Fast and Furious exists in a world where the future of a multi-billion dollar drug smuggling industry rests entirely on whether or not they can find guys to drive fast. Were I a drug kingpin, I’d probably smuggle my Meth across the border in small baggies carried by legions of unsuspecting college kids crammed into dirty Ford Pintos and old Chevy vans. Or maybe you just walk it across. That seems to work for millions of illegal immigrants. But in this world, it makes more sense to put all your drugs into the flashiest, fastest, street racer imaginable and then send it through a ridiculous underground tunnel at an unreasonably high-rate of speed. If you can accept that, then maybe you’ll have a good time with Fast and Furious. I didn’t.
Fast and Furious isn’t big on logic, and neither were any of the previous entries in this surprisingly long-lived racing franchise. I just didn’t remember the others being quite this stupid. What it does have going for it is original parts. Vin Diesel returns to the franchise in a starring role for the first time since the original film, The Fast and the Furious. If you’ve seen it then you know, he carried that movie. Unfortunately he doesn’t carry this one. He’s in it but his character, Dominic Toretto, lacks most of the complexity which made him so compelling the first time around.
While we’ve been away watching two other Fast-Furious movies, Dominic has been off in the Mexican desert robbing fuel trucks with Letty (Michelle Rodriguez). The movie opens with a big action sequence in which they rip off a truck. It’s supposed to be exciting, and it is for a few minutes, until the script reverts to its natural state: clinically brain dead. Eventually something goes wrong and Dominic gets really pissed. He’s out for vengeance and so he returns to the United States to exact it. It’s not long before he’s reunited with FBI agent Brian O’Connor (Paul Walker), and with the help of coincidence they team up to do what needs done. It’s probably not a spoiler to tell you that what needs done is a lot of driving around.

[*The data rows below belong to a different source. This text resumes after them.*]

//! Graph binding and invocation.
//!
//! Steps run strictly in the order fixed at load, one at a time, on the
//! calling thread. The first failure ends the invocation; nothing is rolled
//! back and no graph-level output is published.

use crate::dispatch::dispatch;
use crate::error::{Error, OpError, Result};
use crate::monitor::Monitor;
use crate::signature::{Callable, OpOutput, OpSignature};
use crate::value::Value;
use crate::workflow::{Binding, Graph};
use indexmap::IndexMap;
use tracing::{debug, info, warn};

impl Graph {
    /// Set a graph-level input, coercing it to the declared type.
    pub fn bind(&mut self, name: &str, value: impl Into<Value>) -> Result<()> {
        let port = self
            .inputs
            .get_mut(name)
            .ok_or_else(|| Error::not_found("graph input", name))?;
        port.value = Some(port.data_type.coerce(value.into())?);
        Ok(())
    }

    /// Outputs of the last successful invocation.
    ///
    /// Empty before the first invocation and after a failed one.
    pub fn outputs(&self) -> &IndexMap<String, Value> {
        &self.results
    }

    pub fn output(&self, name: &str) -> Option<&Value> {
        self.results.get(name)
    }

    /// Run every step and collect the graph-level outputs.
    ///
    /// The monitor receives one unit of work per step.
    pub fn invoke(&mut self, monitor: &mut dyn Monitor) -> Result<IndexMap<String, Value>> {
        self.check_bound()?;

        self.results.clear();
        for step in &mut self.steps {
            for port in step.outputs.values_mut() {
                port.value = None;
            }
        }

        let label = self.name.clone().unwrap_or_else(|| "graph".to_string());
        info!(graph = %label, step_count = self.steps.len(), "graph invocation started");
        monitor.begin(self.steps.len() as f64, &label);

        let order = self.order.clone();
        for i in order {
            if monitor.is_cancelled() {
                info!(graph = %label, step = %self.steps[i].id, "graph invocation cancelled");
                return Err(Error::Cancelled);
            }
            if let Err(err) = self.run_step(i, monitor) {
                let step = &self.steps[i].id;
                let err = err.in_step(step);
                warn!(graph = %label, step = %step, error = %err, "step failed");
                return Err(err);
            }
        }

        let mut results = IndexMap::new();
        for (name, port_ref) in &self.outputs {
            let value = self
                .step(&port_ref.step)
                .and_then(|step| step.output(&port_ref.port))
                .cloned()
                .ok_or_else(|| {
                    Error::not_found("step output", format!("{}.{}", port_ref.step, port_ref.port))
                })?;
            results.insert(name.clone(), value);
        }

        monitor.done();
        info!(graph = %label, outputs = results.len(), "graph invocation finished");
        self.results = results.clone();
        Ok(results)
    }

    /// Fail on the first step, in execution order, reading an unset input.
    fn check_bound(&self) -> Result<()> {
        for &i in &self.order {
            let step = &self.steps[i];
            for binding in step.inputs.values() {
                if let Binding::GraphInput(name) = binding {
                    let bound = self.inputs.get(name).and_then(|p| p.resolved());
                    if bound.is_none() {
                        return Err(Error::UnboundInput {
                            input: name.clone(),
                            step: step.id.clone(),
                        });
                    }
                }
            }
        }
        Ok(())
    }

    fn resolve(&self, step_id: &str, binding: &Binding) -> Result<Value> {
        let value = match binding {
            Binding::Literal(value) => Some(value),
            Binding::GraphInput(name) => self.inputs.get(name).and_then(|p| p.resolved()),
            Binding::StepOutput { step, port } => self.step(step).and_then(|s| s.output(port)),
        };
        value.cloned().ok_or_else(|| Error::UnboundInput {
            input: match binding {
                Binding::StepOutput { step, port } => format!("{step}.{port}"),
                Binding::GraphInput(name) => name.clone(),
                Binding::Literal(_) => String::new(),
            },
            step: step_id.to_string(),
        })
    }

    fn run_step(&mut self, i: usize, monitor: &mut dyn Monitor) -> Result<()> {
        let step = &self.steps[i];
        let mut keyword = IndexMap::new();
        for (name, binding) in &step.inputs {
            keyword.insert(name.clone(), self.resolve(&step.id, binding)?);
        }

        debug!(step = %step.id, operation = %step.signature.name, "running step");
        let outputs = {
            let mut child = monitor.child(1.0);
            let outputs = dispatch(&step.signature, &step.callable, Vec::new(), keyword, &mut child)?;
            child.done();
            outputs
        };

        let step = &mut self.steps[i];
        for (name, value) in outputs {
            if let Some(port) = step.outputs.get_mut(&name) {
                port.value = Some(value);
            }
        }
        Ok(())
    }

    /// Wrap the graph as an operation.
    ///
    /// Each call runs a fresh copy, so the wrapped graph is never mutated.
    pub fn into_operation(self) -> (OpSignature, Callable) {
        let signature = self.signature();
        (signature, self.into_callable())
    }

    pub(crate) fn into_callable(self) -> Callable {
        Callable::with_monitor(move |args, monitor| {
            let mut graph = self.clone();
            for (name, value) in args.iter() {
                graph
                    .bind(name, value.clone())
                    .map_err(|e| OpError::InvalidInput(e.to_string()))?;
            }
            match graph.invoke(monitor) {
                Ok(outputs) => Ok(OpOutput::Named(outputs)),
                Err(Error::Cancelled) => Err(OpError::Cancelled),
                Err(err) => Err(OpError::Other(Box::new(err))),
            }
        })
    }
}

#[cfg(test)]
mod tests {
    use super::*;
    use crate::graph::{BindingDef, GraphDef, StepDef};
    use crate::monitor::{CancelFlag, ConsoleMonitor, NullMonitor};
    use crate::registry::Registry;
    use crate::signature::InputSpec;
    use crate::types::DataType;
    use std::io;
    use std::sync::Arc;
    use std::sync::atomic::{AtomicUsize, Ordering};

    fn registry(calls: Arc<AtomicUsize>) -> Registry {
        let mut registry = Registry::new();
        registry
            .register(
                OpSignature::new("add")
                    .input("a", InputSpec::new(DataType::Int))
                    .input("b", InputSpec::new(DataType::Int).default_value(1)),
                Callable::new(move |args| {
                    calls.fetch_add(1, Ordering::SeqCst);
                    Ok(Value::Int(args.i64("a")? + args.i64("b")?).into())
                }),
            )
            .unwrap();
        registry
            .register(
                OpSignature::new("boom").input("a", InputSpec::new(DataType::Any)),
                Callable::new(|_| Err(OpError::failed("kaput"))),
            )
            .unwrap();
        registry
    }

    fn chain() -> GraphDef {
        GraphDef::new()
            .name("chain")
            .input("x", DataType::Int)
            .output("z", "second.return")
            .step(StepDef::op("first", "add").bind("a", BindingDef::reference("x")))
            .step(
                StepDef::op("second", "add")
                    .bind("a", BindingDef::reference("first.return"))
                    .bind("b", BindingDef::value(10)),
            )
    }

    #[test]
    fn test_bind_and_invoke() {
        let mut graph = Graph::load(&chain(), &registry(Arc::default())).unwrap();
        graph.bind("x", "4").unwrap();
        let outputs = graph.invoke(&mut NullMonitor).unwrap();
        assert_eq!(outputs.get("z"), Some(&Value::Int(15)));
        assert_eq!(graph.output("z"), Some(&Value::Int(15)));
        assert_eq!(graph.step("first").unwrap().output("return"), Some(&Value::Int(5)));
    }

    #[test]
    fn test_bind_errors() {
        let mut graph = Graph::load(&chain(), &registry(Arc::default())).unwrap();
        assert!(matches!(graph.bind("nope", 1), Err(Error::NotFound { .. })));
        assert!(matches!(graph.bind("x", "four"), Err(Error::Validation(_))));
    }

    #[test]
    fn test_unbound_input_fails_before_any_step() {
        let calls = Arc::new(AtomicUsize::new(0));
        let mut graph = Graph::load(&chain(), &registry(calls.clone())).unwrap();

        let err = graph.invoke(&mut NullMonitor).unwrap_err();
        match err {
            Error::UnboundInput { input, step } => {
                assert_eq!(input, "x");
                assert_eq!(step, "first");
            }
            other => panic!("unexpected error: {other}"),
        }
        assert_eq!(calls.load(Ordering::SeqCst), 0);
    }

    #[test]
    fn test_failure_stops_and_publishes_nothing() {
        let calls = Arc::new(AtomicUsize::new(0));
        let def = GraphDef::new()
            .output("z", "after.return")
            .step(StepDef::op("fails", "boom").bind("a", BindingDef::value(1)))
            .step(StepDef::op("after", "add").bind("a", BindingDef::reference("fails.return")));
        let mut graph = Graph::load(&def, &registry(calls.clone())).unwrap();

        let err = graph.invoke(&mut NullMonitor).unwrap_err();
        assert_eq!(err.step(), Some("fails"));
        assert!(matches!(err, Error::Execution { .. }));
        assert_eq!(calls.load(Ordering::SeqCst), 0);
        assert!(graph.outputs().is_empty());
    }

    #[test]
    fn test_previous_outputs_are_cleared() {
        let mut graph = Graph::load(&chain(), &registry(Arc::default())).unwrap();
        graph.bind("x", 1).unwrap();
        graph.invoke(&mut NullMonitor).unwrap();
        assert!(!graph.outputs().is_empty());

        let flag = CancelFlag::new();
        flag.cancel();
        let mut monitor = ConsoleMonitor::new(io::sink()).with_cancel_flag(flag);
        assert!(matches!(graph.invoke(&mut monitor), Err(Error::Cancelled)));
        assert!(graph.outputs().is_empty());
        assert!(graph.step("first").unwrap().output("return").is_none());
    }

    #[test]
    fn test_progress_sums_to_step_count() {
        let mut graph = Graph::load(&chain(), &registry(Arc::default())).unwrap();
        graph.bind("x", 1).unwrap();
        let mut monitor = ConsoleMonitor::new(io::sink());
        graph.invoke(&mut monitor).unwrap();
        assert_eq!(monitor.total(), Some(2.0));
        assert_eq!(monitor.worked(), 2.0);
    }

    #[test]
    fn test_nested_graph_step() {
        let registry = registry(Arc::default());
        let outer = GraphDef::new()
            .input("x", DataType::Int)
            .output("y", "inner.z")
            .step(StepDef::graph("inner", chain()).bind("x", BindingDef::reference("x")));

        let mut graph = Graph::load(&outer, &registry).unwrap();
        graph.bind("x", 0).unwrap();
        let mut monitor = ConsoleMonitor::new(io::sink());
        let outputs = graph.invoke(&mut monitor).unwrap();
        assert_eq!(outputs.get("y"), Some(&Value::Int(11)));
        assert_eq!(monitor.worked(), 1.0);
    }

    #[test]
    fn test_graph_as_registered_operation() {
        let mut registry = registry(Arc::default());
        let graph = Graph::load(&chain(), &registry).unwrap();
        let (signature, callable) = graph.into_operation();
        registry.register(signature, callable).unwrap();

        let outputs = registry
            .call("chain", vec![Value::Int(2)], IndexMap::new(), &mut NullMonitor)
            .unwrap();
        assert_eq!(outputs.get("z"), Some(&Value::Int(13)));
    }

    #[test]
    fn test_nested_failure_names_outer_step() {
        let registry = registry(Arc::default());
        let inner = GraphDef::new()
            .name("inner")
            .output("r", "fails.return")
            .step(StepDef::op("fails", "boom").bind("a", BindingDef::value(1)));
        let outer = GraphDef::new()
            .output("r", "wrapped.r")
            .step(StepDef::graph("wrapped", inner));

        let mut graph = Graph::load(&outer, &registry).unwrap();
        let err = graph.invoke(&mut NullMonitor).unwrap_err();
        assert_eq!(err.step(), Some("wrapped"));
        assert!(err.to_string().contains("step 'fails' (operation 'boom') failed: kaput"));
    }
}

And a lot of driving around could be really fun. Even with a script this dumb, a few well done race sequences could easily have saved it from the Wal-Mart bargain bin. Fast and Furious attempts them, and then for the most part botches them. There’s only really one street racing scene in the entire film and it’s composed almost entirely of extreme close-ups which make it impossible to tell what’s going on, until they zoom out for an aerial shot. Except apparently they ran out of fuel for the helicopter because instead of actually showing us the cars from the air director Justin Lin cuts to a lame, lame, cartoony, computer generated sequence; a half-assed representation of what the drivers are supposed to be seeing on their GPS. Come on dude, let us see the race! We didn’t buy tickets for an artist’s recreation.

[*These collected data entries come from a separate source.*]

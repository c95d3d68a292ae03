//! Progress-bar monitor for `ect run --monitor`.

use ect_core::Monitor;
use indicatif::{ProgressBar, ProgressStyle};

/// Bar resolution. Fractional work is mapped onto this many ticks.
const TICKS: u64 = 1000;

pub struct ProgressMonitor {
    bar: ProgressBar,
    total: Option<f64>,
    worked: f64,
}

impl ProgressMonitor {
    /// A bar drawn on stderr.
    pub fn new() -> Self {
        Self::with_bar(ProgressBar::new(TICKS))
    }

    fn with_bar(bar: ProgressBar) -> Self {
        let style = ProgressStyle::default_bar()
            .template("{spinner:.green} [{bar:40.cyan/blue}] {percent:>3}% {msg}")
            .unwrap_or_else(|_| ProgressStyle::default_bar())
            .progress_chars("=> ");
        bar.set_style(style);
        Self {
            bar,
            total: None,
            worked: 0.0,
        }
    }

    fn position(&self) -> u64 {
        match self.total {
            Some(total) if total > 0.0 => {
                ((self.worked / total).clamp(0.0, 1.0) * TICKS as f64).round() as u64
            }
            _ => 0,
        }
    }
}

impl Monitor for ProgressMonitor {
    fn begin(&mut self, total_work: f64, label: &str) {
        self.total = Some(total_work);
        self.worked = 0.0;
        self.bar.set_position(0);
        self.bar.set_message(label.to_string());
    }

    fn progress(&mut self, amount: f64, message: Option<&str>) {
        self.worked += amount;
        self.bar.set_position(self.position());
        if let Some(message) = message {
            self.bar.set_message(message.to_string());
        }
    }

    fn done(&mut self) {
        self.bar.set_position(TICKS);
        self.bar.finish_with_message("done");
    }

    // Nothing can interrupt a CLI run yet.
    fn is_cancelled(&self) -> bool {
        false
    }
}

#[cfg(test)]
mod tests {
    use super::*;

    #[test]
    fn test_fractional_work_maps_to_ticks() {
        let mut monitor = ProgressMonitor::with_bar(ProgressBar::hidden());
        monitor.begin(4.0, "graph");
        monitor.progress(1.0, None);
        monitor.progress(0.5, Some("halfway there"));
        assert_eq!(monitor.bar.position(), 375);

        monitor.done();
        assert_eq!(monitor.bar.position(), TICKS);
        assert!(monitor.bar.is_finished());
    }

    #[test]
    fn test_progress_without_begin_stays_at_zero() {
        let mut monitor = ProgressMonitor::with_bar(ProgressBar::hidden());
        monitor.progress(3.0, None);
        assert_eq!(monitor.bar.position(), 0);
    }
}
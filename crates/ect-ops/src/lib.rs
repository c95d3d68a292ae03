//! Tabular and geospatial operations for ect.
//!
//! Call [`register_all`] once at startup to make them available:
//!
//! ```
//! let mut registry = ect_core::Registry::new();
//! ect_ops::register_all(&mut registry).unwrap();
//! assert!(registry.contains("data_frame_query"));
//! ```

mod data_frame;
mod io;
mod query;

pub use query::{CmpOp, GeoTest, Operand, Query};

use ect_core::{Registry, Result};

/// Register every operation of this crate.
pub fn register_all(registry: &mut Registry) -> Result<()> {
    io::register(registry)?;
    data_frame::register(registry)?;
    Ok(())
}

#[cfg(test)]
mod tests {
    use super::*;

    #[test]
    fn test_register_all_is_idempotent() {
        let mut registry = Registry::new();
        register_all(&mut registry).unwrap();
        let count = registry.len();
        register_all(&mut registry).unwrap();
        assert_eq!(registry.len(), count);
    }

    #[test]
    fn test_leaf_ops_are_tagged() {
        let mut registry = Registry::new();
        register_all(&mut registry).unwrap();
        let filters: Vec<&str> = registry.tagged("filter").map(|s| s.name.as_str()).collect();
        assert_eq!(
            filters,
            vec!["to_geo_data_frame", "data_frame_min", "data_frame_max", "data_frame_query"]
        );
        assert!(registry.signatures().all(|s| s.version == "1.0"));
    }
}
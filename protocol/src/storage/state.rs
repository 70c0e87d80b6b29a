//! # Call State -- Write Overlay with Undo
//!
//! Every bank entry point runs against a [`StateTx`]: writes are staged in
//! an in-memory overlay and reads see the overlay first, then the store.
//! Nothing touches the store until the call decides to.
//!
//! ## Lifecycle
//!
//! ```text
//! stage writes ──► flush() ──► (outbound value movement) ──► commit()
//!                    │                                          │
//!                    └─ records an undo batch                   └─ undo discarded
//!
//! any failure ──► rollback(): pending dropped, undo batches applied newest first
//! ```
//!
//! `flush()` exists for debit-before-send: the debit must be durable and
//! visible to any reentrant reader before value leaves custody. If the send
//! then fails, the undo batch restores the exact pre-flush bytes.
//!
//! A `StateTx` dropped without `commit()` rolls itself back.

use serde::de::DeserializeOwned;
use serde::Serialize;
use std::collections::BTreeMap;
use tracing::{debug, error};

use super::{decode, encode, Store, StoreResult, WriteBatch};

// ---------------------------------------------------------------------------
// StateView
// ---------------------------------------------------------------------------

/// Read access to bank state, either committed or through an overlay.
pub trait StateView {
    fn read(&self, key: &[u8]) -> StoreResult<Option<Vec<u8>>>;

    /// Every live `(key, value)` under `prefix`, in key order.
    fn scan(&self, prefix: &[u8]) -> StoreResult<Vec<(Vec<u8>, Vec<u8>)>>;

    /// Reads and decodes a typed value.
    fn load<T: DeserializeOwned>(&self, key: &[u8]) -> StoreResult<Option<T>>
    where
        Self: Sized,
    {
        match self.read(key)? {
            Some(bytes) => Ok(Some(decode(&bytes)?)),
            None => Ok(None),
        }
    }
}

/// Read-only view of what is committed in a store.
#[derive(Clone, Copy)]
pub struct Snapshot<'s> {
    store: &'s dyn Store,
}

impl<'s> Snapshot<'s> {
    pub fn new(store: &'s dyn Store) -> Self {
        Self { store }
    }
}

impl StateView for Snapshot<'_> {
    fn read(&self, key: &[u8]) -> StoreResult<Option<Vec<u8>>> {
        self.store.get(key)
    }

    fn scan(&self, prefix: &[u8]) -> StoreResult<Vec<(Vec<u8>, Vec<u8>)>> {
        self.store.scan_prefix(prefix)
    }
}

// ---------------------------------------------------------------------------
// StateTx
// ---------------------------------------------------------------------------

/// A write overlay over a [`Store`] for the duration of one call.
pub struct StateTx<'s> {
    store: &'s dyn Store,
    /// Staged writes; `None` is a deletion.
    pending: BTreeMap<Vec<u8>, Option<Vec<u8>>>,
    /// One undo batch per flush, oldest first.
    undo: Vec<WriteBatch>,
}

impl<'s> StateTx<'s> {
    pub fn new(store: &'s dyn Store) -> Self {
        Self {
            store,
            pending: BTreeMap::new(),
            undo: Vec::new(),
        }
    }

    /// Stages a typed value.
    pub fn save<T: Serialize>(&mut self, key: Vec<u8>, value: &T) -> StoreResult<()> {
        let bytes = encode(value)?;
        self.pending.insert(key, Some(bytes));
        Ok(())
    }

    /// Stages a deletion.
    pub fn delete(&mut self, key: Vec<u8>) {
        self.pending.insert(key, None);
    }

    /// Number of staged, unflushed writes.
    pub fn pending_len(&self) -> usize {
        self.pending.len()
    }

    /// Writes every staged change to the store as one atomic batch and
    /// records how to undo it.
    pub fn flush(&mut self) -> StoreResult<()> {
        if self.pending.is_empty() {
            return Ok(());
        }

        let mut batch = WriteBatch::new();
        let mut undo = WriteBatch::new();
        for (key, value) in &self.pending {
            undo.push(key.clone(), self.store.get(key)?);
            batch.push(key.clone(), value.clone());
        }

        self.store.apply(&batch)?;
        debug!(writes = batch.len(), "state flushed");
        self.pending.clear();
        self.undo.push(undo);
        Ok(())
    }

    /// Flushes remaining writes and forgets the undo history.
    pub fn commit(mut self) -> StoreResult<()> {
        self.flush()?;
        self.undo.clear();
        Ok(())
    }

    /// Drops staged writes and reverts every flush, newest first.
    pub fn rollback(mut self) -> StoreResult<()> {
        self.revert()
    }

    fn revert(&mut self) -> StoreResult<()> {
        self.pending.clear();
        while let Some(undo) = self.undo.pop() {
            if let Err(e) = self.store.apply(&undo) {
                // Put it back so a later attempt (or Drop) can retry.
                self.undo.push(undo);
                return Err(e);
            }
            debug!(writes = undo.len(), "flush reverted");
        }
        Ok(())
    }
}

impl StateView for StateTx<'_> {
    fn read(&self, key: &[u8]) -> StoreResult<Option<Vec<u8>>> {
        match self.pending.get(key) {
            Some(staged) => Ok(staged.clone()),
            None => self.store.get(key),
        }
    }

    fn scan(&self, prefix: &[u8]) -> StoreResult<Vec<(Vec<u8>, Vec<u8>)>> {
        let mut merged: BTreeMap<Vec<u8>, Vec<u8>> =
            self.store.scan_prefix(prefix)?.into_iter().collect();
        for (key, value) in self.pending.range(prefix.to_vec()..) {
            if !key.starts_with(prefix) {
                break;
            }
            match value {
                Some(v) => {
                    merged.insert(key.clone(), v.clone());
                }
                None => {
                    merged.remove(key);
                }
            }
        }
        Ok(merged.into_iter().collect())
    }
}

impl Drop for StateTx<'_> {
    fn drop(&mut self) {
        if self.undo.is_empty() {
            return;
        }
        if let Err(e) = self.revert() {
            error!(error = %e, "failed to revert flushed state");
        }
    }
}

The film’s other driving sequences are somewhat better staged, unfortunately they all seem to happen in dust storms or inside crowded tunnels where again, you can’t really see what’s going on. Sure we get close ups of Vin Diesel gritting his teeth and squinting, or a side shot of Paul Walker grinning stupidly (the only thing he’s capable of), but what about the fucking cars man! Great I saw a fender! Oh man that fender just got hit by something! Holy shit a rock! Oh a car flipped! Whose was it? I don’t know.
Fast and Furious lacks the sense of humor of 2 Fast 2 Furious and it’s missing the slick, shiny newness that made The Fast and the Furious such a touchstone for the world’s gearheads. But worst of all, even for a racing movie this one’s terminally dumb. You can only watch a bunch of uniformed cops park in front of a perp’s house and wonder why he doesn’t come home so many times. Gee detective, I don’t know. You think maybe he doesn’t want to be arrested? Arrest me instead. I’d rather spend a night in the slammer than sit through this again.